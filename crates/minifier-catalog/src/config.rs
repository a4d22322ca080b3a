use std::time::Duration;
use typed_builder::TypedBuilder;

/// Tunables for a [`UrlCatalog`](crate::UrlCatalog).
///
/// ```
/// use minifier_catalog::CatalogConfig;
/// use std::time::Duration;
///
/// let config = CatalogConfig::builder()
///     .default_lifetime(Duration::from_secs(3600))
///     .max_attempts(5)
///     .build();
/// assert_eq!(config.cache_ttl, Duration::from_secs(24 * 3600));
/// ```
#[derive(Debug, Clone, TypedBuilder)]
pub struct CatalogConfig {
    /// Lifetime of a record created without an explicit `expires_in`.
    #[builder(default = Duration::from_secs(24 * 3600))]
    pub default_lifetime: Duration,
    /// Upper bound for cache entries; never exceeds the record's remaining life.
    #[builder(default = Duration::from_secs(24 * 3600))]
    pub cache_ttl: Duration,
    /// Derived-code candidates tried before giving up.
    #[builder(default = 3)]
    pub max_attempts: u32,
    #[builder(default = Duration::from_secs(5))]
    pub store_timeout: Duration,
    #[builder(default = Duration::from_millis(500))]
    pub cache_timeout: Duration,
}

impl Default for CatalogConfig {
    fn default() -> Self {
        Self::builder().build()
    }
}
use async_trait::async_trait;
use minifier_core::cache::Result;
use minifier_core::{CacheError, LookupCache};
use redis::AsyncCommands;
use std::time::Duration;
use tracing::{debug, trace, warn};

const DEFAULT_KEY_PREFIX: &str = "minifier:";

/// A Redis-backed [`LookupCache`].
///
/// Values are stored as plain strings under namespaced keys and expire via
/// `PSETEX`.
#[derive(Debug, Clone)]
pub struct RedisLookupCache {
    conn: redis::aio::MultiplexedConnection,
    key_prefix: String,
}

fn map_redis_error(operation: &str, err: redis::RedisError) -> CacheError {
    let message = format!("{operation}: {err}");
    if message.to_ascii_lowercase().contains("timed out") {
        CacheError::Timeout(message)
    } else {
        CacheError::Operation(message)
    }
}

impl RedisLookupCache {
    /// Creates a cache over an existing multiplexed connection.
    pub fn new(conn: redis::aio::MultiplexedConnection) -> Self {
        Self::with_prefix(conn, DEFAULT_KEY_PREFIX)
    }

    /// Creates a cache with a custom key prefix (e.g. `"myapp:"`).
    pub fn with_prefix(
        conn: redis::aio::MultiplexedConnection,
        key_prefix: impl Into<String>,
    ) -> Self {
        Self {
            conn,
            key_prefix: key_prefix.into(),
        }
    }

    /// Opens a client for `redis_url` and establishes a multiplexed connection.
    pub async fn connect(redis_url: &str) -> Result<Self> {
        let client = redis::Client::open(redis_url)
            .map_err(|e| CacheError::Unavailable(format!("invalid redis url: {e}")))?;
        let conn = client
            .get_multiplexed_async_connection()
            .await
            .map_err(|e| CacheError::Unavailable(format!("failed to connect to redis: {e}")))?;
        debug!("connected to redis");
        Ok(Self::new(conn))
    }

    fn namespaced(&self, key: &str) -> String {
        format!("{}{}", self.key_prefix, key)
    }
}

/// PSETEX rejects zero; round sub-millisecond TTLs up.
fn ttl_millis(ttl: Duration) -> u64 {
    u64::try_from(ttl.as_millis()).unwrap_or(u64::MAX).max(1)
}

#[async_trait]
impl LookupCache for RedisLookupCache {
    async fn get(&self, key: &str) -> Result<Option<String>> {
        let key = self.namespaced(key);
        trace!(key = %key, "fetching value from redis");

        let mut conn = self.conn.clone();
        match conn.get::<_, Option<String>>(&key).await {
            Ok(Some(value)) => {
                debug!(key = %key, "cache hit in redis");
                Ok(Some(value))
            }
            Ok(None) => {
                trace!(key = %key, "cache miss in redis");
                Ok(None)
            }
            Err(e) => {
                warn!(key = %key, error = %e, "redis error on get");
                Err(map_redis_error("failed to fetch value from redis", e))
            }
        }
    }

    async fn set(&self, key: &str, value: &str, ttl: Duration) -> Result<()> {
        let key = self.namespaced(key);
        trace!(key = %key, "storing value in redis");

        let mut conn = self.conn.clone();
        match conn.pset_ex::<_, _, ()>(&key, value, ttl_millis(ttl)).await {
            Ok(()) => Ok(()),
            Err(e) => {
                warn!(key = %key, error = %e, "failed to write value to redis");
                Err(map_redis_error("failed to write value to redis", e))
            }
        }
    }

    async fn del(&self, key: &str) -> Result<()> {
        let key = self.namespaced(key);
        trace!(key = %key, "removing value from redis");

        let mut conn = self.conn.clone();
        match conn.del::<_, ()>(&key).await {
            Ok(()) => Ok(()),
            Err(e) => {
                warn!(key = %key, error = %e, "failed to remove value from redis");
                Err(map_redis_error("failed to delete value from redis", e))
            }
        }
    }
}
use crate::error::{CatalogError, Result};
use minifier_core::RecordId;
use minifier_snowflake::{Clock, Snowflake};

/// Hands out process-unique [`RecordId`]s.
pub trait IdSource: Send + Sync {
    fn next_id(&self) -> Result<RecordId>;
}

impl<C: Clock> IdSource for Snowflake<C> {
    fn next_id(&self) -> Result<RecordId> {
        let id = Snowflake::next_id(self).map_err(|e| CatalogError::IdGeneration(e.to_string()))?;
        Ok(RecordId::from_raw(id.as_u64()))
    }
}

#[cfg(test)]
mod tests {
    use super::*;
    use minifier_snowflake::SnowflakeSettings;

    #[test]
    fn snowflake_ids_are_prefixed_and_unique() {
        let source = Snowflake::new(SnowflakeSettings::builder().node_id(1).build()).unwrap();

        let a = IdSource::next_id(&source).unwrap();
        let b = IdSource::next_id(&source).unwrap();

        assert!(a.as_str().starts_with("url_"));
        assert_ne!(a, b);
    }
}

▶ _Exercise prompt_
Could you retype the entire listing exactly?

▶ _Solution to this exercise_
filename crates/minifier-catalog/src/config.rs
repository a4d22322ca080b3a
use std::time::Duration;
use typed_builder::TypedBuilder;

/// Tunables for a [`UrlCatalog`](crate::UrlCatalog).
///
/// ```
/// use minifier_catalog::CatalogConfig;
/// use std::time::Duration;
///
/// let config = CatalogConfig::builder()
///     .default_lifetime(Duration::from_secs(3600))
///     .max_attempts(5)
///     .build();
/// assert_eq!(config.cache_ttl, Duration::from_secs(24 * 3600));
/// ```
#[derive(Debug, Clone, TypedBuilder)]
pub struct CatalogConfig {
    /// Lifetime of a record created without an explicit `expires_in`.
    #[builder(default = Duration::from_secs(24 * 3600))]
    pub default_lifetime: Duration,
    /// Upper bound for cache entries; never exceeds the record's remaining life.
    #[builder(default = Duration::from_secs(24 * 3600))]
    pub cache_ttl: Duration,
    /// Derived-code candidates tried before giving up.
    #[builder(default = 3)]
    pub max_attempts: u32,
    #[builder(default = Duration::from_secs(5))]
    pub store_timeout: Duration,
    #[builder(default = Duration::from_millis(500))]
    pub cache_timeout: Duration,
}

impl Default for CatalogConfig {
    fn default() -> Self {
        Self::builder().build()
    }
}
use async_trait::async_trait;
use minifier_core::cache::Result;
use minifier_core::{CacheError, LookupCache};
use redis::AsyncCommands;
use std::time::Duration;
use tracing::{debug, trace, warn};

const DEFAULT_KEY_PREFIX: &str = "minifier:";

/// A Redis-backed [`LookupCache`].
///
/// Values are stored as plain strings under namespaced keys and expire via
/// `PSETEX`.
#[derive(Debug, Clone)]
pub struct RedisLookupCache {
    conn: redis::aio::MultiplexedConnection,
    key_prefix: String,
}

fn map_redis_error(operation: &str, err: redis::RedisError) -> CacheError {
    let message = format!("{operation}: {err}");
    if message.to_ascii_lowercase().contains("timed out") {
        CacheError::Timeout(message)
    } else {
        CacheError::Operation(message)
    }
}

impl RedisLookupCache {
    /// Creates a cache over an existing multiplexed connection.
    pub fn new(conn: redis::aio::MultiplexedConnection) -> Self {
        Self::with_prefix(conn, DEFAULT_KEY_PREFIX)
    }

    /// Creates a cache with a custom key prefix (e.g. `"myapp:"`).
    pub fn with_prefix(
        conn: redis::aio::MultiplexedConnection,
        key_prefix: impl Into<String>,
    ) -> Self {
        Self {
            conn,
            key_prefix: key_prefix.into(),
        }
    }

    /// Opens a client for `redis_url` and establishes a multiplexed connection.
    pub async fn connect(redis_url: &str) -> Result<Self> {
        let client = redis::Client::open(redis_url)
            .map_err(|e| CacheError::Unavailable(format!("invalid redis url: {e}")))?;
        let conn = client
            .get_multiplexed_async_connection()
            .await
            .map_err(|e| CacheError::Unavailable(format!("failed to connect to redis: {e}")))?;
        debug!("connected to redis");
        Ok(Self::new(conn))
    }

    fn namespaced(&self, key: &str) -> String {
        format!("{}{}", self.key_prefix, key)
    }
}

/// PSETEX rejects zero; round sub-millisecond TTLs up.
fn ttl_millis(ttl: Duration) -> u64 {
    u64::try_from(ttl.as_millis()).unwrap_or(u64::MAX).max(1)
}

#[async_trait]
impl LookupCache for RedisLookupCache {
    async fn get(&self, key: &str) -> Result<Option<String>> {
        let key = self.namespaced(key);
        trace!(key = %key, "fetching value from redis");

        let mut conn = self.conn.clone();
        match conn.get::<_, Option<String>>(&key).await {
            Ok(Some(value)) => {
                debug!(key = %key, "cache hit in redis");
                Ok(Some(value))
            }
            Ok(None) => {
                trace!(key = %key, "cache miss in redis");
                Ok(None)
            }
            Err(e) => {
                warn!(key = %key, error = %e, "redis error on get");
                Err(map_redis_error("failed to fetch value from redis", e))
            }
        }
    }

    async fn set(&self, key: &str, value: &str, ttl: Duration) -> Result<()> {
        let key = self.namespaced(key);
        trace!(key = %key, "storing value in redis");

        let mut conn = self.conn.clone();
        match conn.pset_ex::<_, _, ()>(&key, value, ttl_millis(ttl)).await {
            Ok(()) => Ok(()),
            Err(e) => {
                warn!(key = %key, error = %e, "failed to write value to redis");
                Err(map_redis_error("failed to write value to redis", e))
            }
        }
    }

    async fn del(&self, key: &str) -> Result<()> {
        let key = self.namespaced(key);
        trace!(key = %key, "removing value from redis");

        let mut conn = self.conn.clone();
        match conn.del::<_, ()>(&key).await {
            Ok(()) => Ok(()),
            Err(e) => {
                warn!(key = %key, error = %e, "failed to remove value from redis");
                Err(map_redis_error("failed to delete value from redis", e))
            }
        }
    }
}
use crate::error::{CatalogError, Result};
use minifier_core::RecordId;
use minifier_snowflake::{Clock, Snowflake};

/// Hands out process-unique [`RecordId`]s.
pub trait IdSource: Send + Sync {
    fn next_id(&self) -> Result<RecordId>;
}

impl<C: Clock> IdSource for Snowflake<C> {
    fn next_id(&self) -> Result<RecordId> {
        let id = Snowflake::next_id(self).map_err(|e| CatalogError::IdGeneration(e.to_string()))?;
        Ok(RecordId::from_raw(id.as_u64()))
    }
}

#[cfg(test)]
mod tests {
    use super::*;
    use minifier_snowflake::SnowflakeSettings;

    #[test]
    fn snowflake_ids_are_prefixed_and_unique() {
        let source = Snowflake::new(SnowflakeSettings::builder().node_id(1).build()).unwrap();

        let a = IdSource::next_id(&source).unwrap();
        let b = IdSource::next_id(&source).unwrap();

        assert!(a.as_str().starts_with("url_"));
        assert_ne!(a, b);
    }
}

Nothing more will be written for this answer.